• [What this task involves]: Among the records that follow, find the line with "use crate::db::Database;" and the line with "let mut rules = Vec::new();". Set down those lines and all lines between them exactly, without adding anything.

(Dataset entries)
___

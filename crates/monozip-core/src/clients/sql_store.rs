use async_trait::async_trait;
use chrono::{SecondsFormat, Utc};
use libsql::{Connection, Row, params};

use crate::config::StoreBackend;
use crate::db::Database;

use super::error::ClientRuleError;
use super::store::{ClientRuleStore, find_conflict, fold_case};
use super::types::{ClientRule, ClientRuleDraft, InsertOutcome, RuleConflict};

const CLIENT_RULE_COLUMNS: &str = "id, name, prefix, suffix_rule";

/// Client rules kept in the `client_rules` table. Keys are the generated row
/// ids; uniqueness is backed by unique indexes on the case-folded
/// `name_key` / `prefix_key` columns.
#[derive(Clone)]
pub struct SqlClientRuleStore {
    db: Database,
}

impl SqlClientRuleStore {
    pub fn new(db: Database) -> Self {
        Self { db }
    }

    /// Collision scan over every stored rule. Folding happens in Rust so
    /// non-ASCII case variants match; the `*_key` indexes back this up.
    async fn find_conflict(
        &self,
        conn: &Connection,
        draft: &ClientRuleDraft,
        exclude_key: Option<&str>,
    ) -> Result<Option<RuleConflict>, ClientRuleError> {
        let rules = list_rules(conn).await?;
        Ok(find_conflict(&rules, draft, exclude_key))
    }
}

async fn list_rules(conn: &Connection) -> Result<Vec<ClientRule>, ClientRuleError> {
    let mut rows = conn
        .query(
            &format!(
                "SELECT {CLIENT_RULE_COLUMNS}
                 FROM client_rules
                 ORDER BY name COLLATE NOCASE, id"
            ),
            (),
        )
        .await?;

    let mut rules = Vec::new();
    while let Some(row) = rows.next().await? {
        rules.push(row_to_client_rule(row)?);
    }
    Ok(rules)
}

#[async_trait]
impl ClientRuleStore for SqlClientRuleStore {
    fn backend(&self) -> StoreBackend {
        StoreBackend::Database
    }

    async fn list(&self) -> Result<Vec<ClientRule>, ClientRuleError> {
        let conn = self.db.connection().await?;
        list_rules(&conn).await
    }

    async fn get(&self, key: &str) -> Result<Option<ClientRule>, ClientRuleError> {
        let Some(id) = parse_id(key) else {
            return Ok(None);
        };

        let conn = self.db.connection().await?;
        let mut rows = conn
            .query(
                &format!("SELECT {CLIENT_RULE_COLUMNS} FROM client_rules WHERE id = ?1"),
                params![id],
            )
            .await?;

        match rows.next().await? {
            Some(row) => Ok(Some(row_to_client_rule(row)?)),
            None => Ok(None),
        }
    }

    async fn insert(&self, draft: ClientRuleDraft) -> Result<InsertOutcome, ClientRuleError> {
        let conn = self.db.connection().await?;
        if let Some(conflict) = self.find_conflict(&conn, &draft, None).await? {
            return Ok(InsertOutcome::Conflict(conflict));
        }

        let now = now_rfc3339();
        let inserted = conn
            .query(
                &format!(
                    "INSERT INTO client_rules
                        (name, prefix, suffix_rule, name_key, prefix_key, created_at, updated_at)
                     VALUES (?1, ?2, ?3, ?4, ?5, ?6, ?6)
                     RETURNING {CLIENT_RULE_COLUMNS}"
                ),
                params![
                    draft.name.as_str(),
                    draft.prefix.as_str(),
                    draft.suffix_rule.as_str(),
                    fold_case(&draft.name),
                    fold_case(&draft.prefix),
                    now
                ],
            )
            .await;

        let mut rows = match inserted {
            Ok(rows) => rows,
            Err(err) if is_unique_violation(&err) => {
                // Lost a race with another writer; report what won.
                return match self.find_conflict(&conn, &draft, None).await? {
                    Some(conflict) => Ok(InsertOutcome::Conflict(conflict)),
                    None => Err(err.into()),
                };
            }
            Err(err) => return Err(err.into()),
        };

        match rows.next().await? {
            Some(row) => Ok(InsertOutcome::Created(row_to_client_rule(row)?)),
            None => Err(ClientRuleError::BackendUnavailable(
                "insert returned no row".into(),
            )),
        }
    }

    async fn update(
        &self,
        key: &str,
        draft: ClientRuleDraft,
    ) -> Result<ClientRule, ClientRuleError> {
        let id = parse_id(key).ok_or_else(|| ClientRuleError::RuleNotFound(key.to_string()))?;
        if self.get(key).await?.is_none() {
            return Err(ClientRuleError::RuleNotFound(key.to_string()));
        }

        let conn = self.db.connection().await?;
        let own_key = id.to_string();
        if let Some(conflict) = self.find_conflict(&conn, &draft, Some(&own_key)).await? {
            return Err(ClientRuleError::DuplicateRule(conflict.message()));
        }

        let now = now_rfc3339();
        let updated = conn
            .query(
                &format!(
                    "UPDATE client_rules
                     SET name = ?1,
                         prefix = ?2,
                         suffix_rule = ?3,
                         name_key = ?4,
                         prefix_key = ?5,
                         updated_at = ?6
                     WHERE id = ?7
                     RETURNING {CLIENT_RULE_COLUMNS}"
                ),
                params![
                    draft.name.as_str(),
                    draft.prefix.as_str(),
                    draft.suffix_rule.as_str(),
                    fold_case(&draft.name),
                    fold_case(&draft.prefix),
                    now,
                    id
                ],
            )
            .await;

        let mut rows = match updated {
            Ok(rows) => rows,
            Err(err) if is_unique_violation(&err) => {
                return Err(ClientRuleError::DuplicateRule(format!(
                    "{} or {} is already registered.",
                    draft.name, draft.prefix
                )));
            }
            Err(err) => return Err(err.into()),
        };

        match rows.next().await? {
            Some(row) => row_to_client_rule(row),
            None => Err(ClientRuleError::RuleNotFound(key.to_string())),
        }
    }

    async fn remove(&self, key: &str) -> Result<ClientRule, ClientRuleError> {
        let id = parse_id(key).ok_or_else(|| ClientRuleError::RuleNotFound(key.to_string()))?;
        let conn = self.db.connection().await?;
        let mut rows = conn
            .query(
                &format!("DELETE FROM client_rules WHERE id = ?1 RETURNING {CLIENT_RULE_COLUMNS}"),
                params![id],
            )
            .await?;

        match rows.next().await? {
            Some(row) => row_to_client_rule(row),
            None => Err(ClientRuleError::RuleNotFound(key.to_string())),
        }
    }

    async fn health_check(&self) -> Result<(), ClientRuleError> {
        self.db.health_check().await.map_err(Into::into)
    }
}

fn parse_id(key: &str) -> Option<i64> {
    key.trim().parse().ok()
}

fn is_unique_violation(err: &libsql::Error) -> bool {
    err.to_string().contains("UNIQUE constraint failed")
}

fn now_rfc3339() -> String {
    Utc::now().to_rfc3339_opts(SecondsFormat::Millis, true)
}

fn row_to_client_rule(row: Row) -> Result<ClientRule, ClientRuleError> {
    let id: i64 = row.get(0)?;
    Ok(ClientRule {
        key: id.to_string(),
        name: row.get(1)?,
        prefix: row.get(2)?,
        suffix_rule: row.get(3)?,
    })
}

___

• [Response]:
use crate::db::Database;

use super::error::ClientRuleError;
use super::store::{ClientRuleStore, find_conflict, fold_case};
use super::types::{ClientRule, ClientRuleDraft, InsertOutcome, RuleConflict};

const CLIENT_RULE_COLUMNS: &str = "id, name, prefix, suffix_rule";

/// Client rules kept in the `client_rules` table. Keys are the generated row
/// ids; uniqueness is backed by unique indexes on the case-folded
/// `name_key` / `prefix_key` columns.
#[derive(Clone)]
pub struct SqlClientRuleStore {
    db: Database,
}

impl SqlClientRuleStore {
    pub fn new(db: Database) -> Self {
        Self { db }
    }

    /// Collision scan over every stored rule. Folding happens in Rust so
    /// non-ASCII case variants match; the `*_key` indexes back this up.
    async fn find_conflict(
        &self,
        conn: &Connection,
        draft: &ClientRuleDraft,
        exclude_key: Option<&str>,
    ) -> Result<Option<RuleConflict>, ClientRuleError> {
        let rules = list_rules(conn).await?;
        Ok(find_conflict(&rules, draft, exclude_key))
    }
}

async fn list_rules(conn: &Connection) -> Result<Vec<ClientRule>, ClientRuleError> {
    let mut rows = conn
        .query(
            &format!(
                "SELECT {CLIENT_RULE_COLUMNS}
                 FROM client_rules
                 ORDER BY name COLLATE NOCASE, id"
            ),
            (),
        )
        .await?;

    let mut rules = Vec::new();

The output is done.